想到這,江山問道:“可我該上哪去找陳夢家的愛人呢?”
“這個你不用操心,”王世襄道:“我會出面幫你談的,你只要讓房管局這邊點頭就成。”
“行,”
江山和江河互看了一眼:“等今天拍完,我們明天就上房管局去。”
江河:“好。”
“去的時候記得把思思叫上,”朱家溍提醒道:
“我最近和房管局那邊走得挺近,昨天幫你打聽了一下,只要是有海外親戚的,麻溜就能解決。”
“可我和思思也不是親戚啊,難不成還得為了買房子跟她結個親家?”
朱家溍搖了搖頭:“這事就不歸我們管了。”
“婚姻自由,”啟功道:“你自己做主就好。”
“你也別犯難了,”王世襄幫著分析道:“就算伱愿意,人思思還不一定答應呢。”
黃永鈺堅決站在江山的這頭:“誰說的,我保準她會答應。”
江山忽然感覺話風有點奇怪了:“咱們不是在聊房子嘛?怎么說著說著就奔婚姻上去了。”
敢情無論在哪個年代,買個房都能和婚姻搭上火,不是需要離婚、就是需要結婚。
這會更牛,連海外聯姻都上陣了。
“嘿,這不是尚書大人嘛,”
朱家溍忽然對著一位剛進殿的官老爺,作了作揖:“您老這身可比我們講究多了。”
正向他們走來的沈從文,笑著扶了扶自己的烏紗:“研究了這么多年的古代服飾,今天才有幸穿上一回,真是此生無憾了!”

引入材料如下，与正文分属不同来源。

impl Engine<'_> {
    /// Append `instr` to the current captured block.
    pub(crate) fn emit(&mut self, tr: &mut Trace, instr: Instruction) -> Result<()> {
        let cbb = tr.cbb.expect("emission requires a captured block");
        if self.rw.captured_instrs >= self.rw.config.caps.capture_instrs {
            return Err(RewriteError::CapturedInstrCapacity(
                self.rw.config.caps.capture_instrs,
            ));
        }
        if self.rw.config.verbose_steps {
            trace!(residual = %instr, "capture");
        }
        if let Operand::Reg(r) = instr.dst {
            if r.is_gp() {
                self.dirty[r.index() as usize] = true;
            }
        }
        self.rw.captured_instrs += 1;
        self.rw.cbbs[cbb.0].instrs.push(instr);
        Ok(())
    }

    /// A caller-saved register that residual code does not depend on,
    /// usable for materializing constants. `r10`/`r11` are never argument
    /// registers; their pre-write contents are junk the original code
    /// cannot legitimately read.
    pub(crate) fn pick_scratch(&self) -> Option<u8> {
        [11u8, 10].into_iter().find(|c| !self.dirty[*c as usize])
    }

    /// True when `r`'s runtime value is guaranteed to match the abstract
    /// state, making it usable in residual code as-is. Dynamic registers
    /// are produced by residual code; the stack registers are kept in
    /// lock-step by force-capturing every write to them.
    fn reg_is_live(state: &EmuState, r: Reg) -> bool {
        if r.is_vec() {
            return state.xmm_taint[r.index() as usize].is_dynamic();
        }
        state.reg_taint[r.index() as usize].is_dynamic()
            || matches!(r.index(), reg::RSP | reg::RBP)
    }

    /// Emit code bringing register `r`'s runtime value in line with the
    /// abstract state, and mark it Dynamic (it is now live in code).
    pub(crate) fn materialize_reg(&mut self, tr: &mut Trace, r: Reg) -> Result<()> {
        if r.is_vec() {
            return self.materialize_xmm(tr, r);
        }
        let i = r.index() as usize;
        let v = tr.state.regs[i];
        match tr.state.reg_taint[i] {
            Taint::Dynamic => {}
            Taint::Static => {
                let imm = if i32::try_from(v as i64).is_ok() {
                    Operand::imm(ValType::I32, v as i64)
                } else {
                    Operand::imm64(v)
                };
                self.emit(
                    tr,
                    Instruction::binary(
                        0,
                        InstrKind::Mov,
                        ValType::I64,
                        Operand::reg(Reg::gp64(r.index())),
                        imm,
                    ),
                )?;
                tr.state.reg_taint[i] = Taint::Dynamic;
            }
            Taint::StackRel => {
                // The runtime stack lives elsewhere; rebuild the value
                // from the (synchronized) stack pointer.
                let delta = v.wrapping_sub(tr.state.regs[reg::RSP as usize]) as i64;
                let mem = respin_asm::MemRef::base_disp(ValType::I64, Reg::gp64(reg::RSP), delta);
                self.emit(
                    tr,
                    Instruction::binary(
                        0,
                        InstrKind::Lea,
                        ValType::I64,
                        Operand::reg(Reg::gp64(r.index())),
                        Operand::mem(mem),
                    ),
                )?;
                self.stack_escaped = true;
                tr.state.reg_taint[i] = Taint::Dynamic;
            }
        }
        Ok(())
    }

    /// Materialize a statically-known vector register through a scratch
    /// GPR (`movabs scratch, bits; movq xmm, scratch`).
    fn materialize_xmm(&mut self, tr: &mut Trace, r: Reg) -> Result<()> {
        let i = r.index() as usize;
        if tr.state.xmm_taint[i].is_dynamic() {
            return Ok(());
        }
        if tr.state.xmm[i][1] != 0 {
            // No cheap way to rebuild a full 128-bit constant.
            return Err(RewriteError::Unsupported {
                addr: 0,
                kind: InstrKind::Movdqa,
            });
        }
        let scratch = self.pick_scratch().ok_or(RewriteError::Unsupported {
            addr: 0,
            kind: InstrKind::Movq,
        })?;
        let bits = tr.state.xmm[i][0];
        self.emit(
            tr,
            Instruction::binary(
                0,
                InstrKind::Mov,
                ValType::I64,
                Operand::reg(Reg::gp64(scratch)),
                Operand::imm64(bits),
            ),
        )?;
        tr.state.regs[scratch as usize] = bits;
        tr.state.reg_taint[scratch as usize] = Taint::Dynamic;
        let mut movq = Instruction::binary(
            0,
            InstrKind::Movq,
            ValType::I64,
            Operand::reg(Reg::xmm(r.index())),
            Operand::reg(Reg::gp64(scratch)),
        );
        movq.passthrough = Some(Passthrough {
            prefix: Some(0x66),
            map: OpcodeMap::Two,
            opcode: 0x6e,
            enc: PtEncoding::Rm,
            rex_w: true,
        });
        self.emit(tr, movq)?;
        // The pair consumed the scratch; nothing later depends on it.
        self.dirty[scratch as usize] = false;
        tr.state.xmm_taint[i] = Taint::Dynamic;
        Ok(())
    }

    /// Before residual code reads a stack range whose bytes are partly
    /// known, store the known bytes so the runtime slot holds them.
    /// Folded spills leave the runtime slot untouched; a dynamic reload
    /// would otherwise observe garbage where the static bytes belong.
    pub(crate) fn materialize_stack_bytes(
        &mut self,
        tr: &mut Trace,
        addr: u64,
        len: usize,
    ) -> Result<()> {
        if !self.capturing() || tr.cbb.is_none() {
            return Ok(());
        }
        let Some(base_off) = EmuState::stack_offset(addr) else {
            return Ok(());
        };
        let mut o = 0usize;
        while o < len {
            match tr.state.stack_byte(base_off + o).1 {
                Taint::Dynamic => {
                    o += 1;
                    continue;
                }
                Taint::StackRel => {
                    // A pointer byte cannot be rebuilt piecemeal.
                    return Err(RewriteError::Unsupported {
                        addr,
                        kind: InstrKind::Mov,
                    });
                }
                Taint::Static => {}
            }
            let run_start = o;
            while o < len && tr.state.stack_byte(base_off + o).1 == Taint::Static {
                o += 1;
            }
            let mut p = run_start;
            while p < o {
                let chunk = if o - p >= 4 { 4 } else { 1 };
                let mut value = 0u64;
                for (bi, b) in (p..p + chunk).enumerate() {
                    value |= (tr.state.stack_byte(base_off + b).0 as u64) << (8 * bi);
                }
                let disp = (crate::state::EMU_STACK_BASE + (base_off + p) as u64)
                    .wrapping_sub(tr.state.regs[reg::RSP as usize])
                    as i64;
                let width = if chunk == 4 { ValType::I32 } else { ValType::I8 };
                let mem = respin_asm::MemRef::base_disp(width, Reg::gp64(reg::RSP), disp);
                self.emit(
                    tr,
                    Instruction::binary(
                        0,
                        InstrKind::Mov,
                        width,
                        Operand::mem(mem),
                        Operand::imm(width, width.sign_extend(value)),
                    ),
                )?;
                for b in p..p + chunk {
                    tr.state.set_stack_taint(base_off + b, Taint::Dynamic);
                }
                p += chunk;
            }
        }
        Ok(())
    }

    /// Rewrite one operand of a residual instruction in place.
    pub(super) fn prepare_operand(
        &mut self,
        tr: &mut Trace,
        op: &mut Operand,
        role: Role,
        instr: &Instruction,
    ) -> Result<()> {
        match *op {
            Operand::None | Operand::Imm { .. } => Ok(()),
            Operand::Reg(r) => {
                if role == Role::Src && !Self::reg_is_live(&tr.state, r) {
                    // Fold a known scalar source straight into the
                    // instruction when the encoding allows it.
                    if r.is_gp() && tr.state.reg_taint[r.index() as usize].is_static() {
                        let val = Self::read_reg(&tr.state, r);
                        if let Some(imm) = foldable_imm(instr, val.v, r.vtype()) {
                            *op = imm;
                            return Ok(());
                        }
                    }
                    self.materialize_reg(tr, r)?;
                } else if role == Role::DstReadWrite && !Self::reg_is_live(&tr.state, r) {
                    self.materialize_reg(tr, r)?;
                }
                Ok(())
            }
            Operand::Mem(ref mem) => {
                let mut mem = *mem;
                if mem.is_rip_relative() {
                    // The displacement already holds the absolute target;
                    // the generated code lives elsewhere, so drop the
                    // rip base and address absolutely.
                    mem.base = None;
                }
                // Collapse statically-known address registers into the
                // displacement; keep live registers; materialize the rest.
                if let Some(base) = mem.base {
                    let i = base.index() as usize;
                    if tr.state.reg_taint[i].is_static() {
                        let folded = mem.disp.wrapping_add(tr.state.regs[i] as i64);
                        if i32::try_from(folded).is_ok() {
                            mem.disp = folded;
                            mem.base = None;
                        } else {
                            self.materialize_reg(tr, base)?;
                        }
                    } else if !Self::reg_is_live(&tr.state, base) {
                        self.materialize_reg(tr, base)?;
                    } else if matches!(base.index(), reg::RSP | reg::RBP)
                        && tr.state.reg_taint[i] == Taint::StackRel
                    {
                        // Frame access through a synchronized register;
                        // the displacement is valid as-is.
                    }
                }
                if let Some(index) = mem.index {
                    let i = index.index() as usize;
                    if tr.state.reg_taint[i].is_static() {
                        let folded = mem
                            .disp
                            .wrapping_add((tr.state.regs[i] as i64).wrapping_mul(mem.scale as i64));
                        mem.disp = folded;
                        mem.index = None;
                        mem.scale = 0;
                    } else if !Self::reg_is_live(&tr.state, index) {
                        self.materialize_reg(tr, index)?;
                    }
                }
                // A folded-away base can leave an absolute address that
                // no longer fits disp32; rebuild through a register.
                if mem.base.is_none() && mem.index.is_none() && i32::try_from(mem.disp).is_err() {
                    let scratch = self.pick_scratch().ok_or(RewriteError::Unsupported {
                        addr: instr.addr,
                        kind: instr.kind,
                    })?;
                    self.emit(
                        tr,
                        Instruction::binary(
                            0,
                            InstrKind::Mov,
                            ValType::I64,
                            Operand::reg(Reg::gp64(scratch)),
                            Operand::imm64(mem.disp as u64),
                        ),
                    )?;
                    tr.state.regs[scratch as usize] = mem.disp as u64;
                    tr.state.reg_taint[scratch as usize] = Taint::Dynamic;
                    self.scratch_release.push(scratch);
                    mem.base = Some(Reg::gp64(scratch));
                    mem.disp = 0;
                }
                if mem
                    .base
                    .is_some_and(|b| tr.state.reg_taint[b.index() as usize] == Taint::StackRel)
                    && !matches!(mem.base.unwrap().index(), reg::RSP | reg::RBP)
                {
                    self.stack_escaped = true;
                }
                *op = Operand::mem(mem);
                Ok(())
            }
        }
    }

    /// Emit `instr` residually with its operands rewritten against the
    /// current state. Roles describe how each operand slot participates.
    pub(crate) fn emit_rewritten(
        &mut self,
        tr: &mut Trace,
        instr: &Instruction,
        dst_role: Role,
    ) -> Result<Instruction> {
        let mut res = *instr;
        self.prepare_operand(tr, &mut res.dst, dst_role, instr)?;
        self.prepare_operand(tr, &mut res.src, Role::Src, instr)?;
        self.prepare_operand(tr, &mut res.src2, Role::Src, instr)?;
        self.emit(tr, res)?;
        while let Some(r) = self.scratch_release.pop() {
            self.dirty[r as usize] = false;
        }
        Ok(res)
    }
}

“沈老師,”江山道:“因為時間倉促、條件有限,除了您這身,其他大人們的穿戴難免有點不合規范,您別見怪啊!”
“永鈺早跟我打過招呼了,”
沈從文很滿意江山會如此在意他的感受:“為了拍這部戲,你們已經很不容易了。”
“所以,我便把各位教授請過來幫忙了,”江山笑道:“一會您不用緊張,坐在底下看戲就好。”
“好好好,”
沈叢文的心情好極了,自打認識了江山后,感覺遇上的盡是這種新鮮事兒。
捎帶著連退休生活,都歡快了許多。
“這次幸虧我跟得緊,不然又像上次登月一樣給落下了,”
說到這,沈叢文指了指江河胸前掛著的相機:“老二,也給我拍張照吧。”
“對啊,”黃永鈺:“我怎么把這事給忘了。”
“還有我,”朱家溍官步一邁:“給我也來兩張。”
徐邦達:“一起一起。”
王世襄、啟功兩位武官也不說話,轉臉就把一旁將士的軍刀給借來了。
隨著快門的不斷摁下,幾位身著明代官服的老教授們,勾肩搭背的別提有多開心了!
到了各就各位準備開機的時候,一個個放松自在的坐姿擱鏡頭里一瞧。
要么氣定神閑、要么從容不迫……完美詮釋了大明盛世的豪邁氣派。
之后,在導演王扶林的一聲令下后,位于大殿一旁的民族樂團立刻奏響了古樂。
接著,由周潔、董智芝、劉曉麗分別領頭的三段舞蹈一一上場。
在近景、遠景、俯視鏡頭分別完成后,王扶林負責的攝像機又把鏡頭對準了一位位盛裝加身的皇室成員。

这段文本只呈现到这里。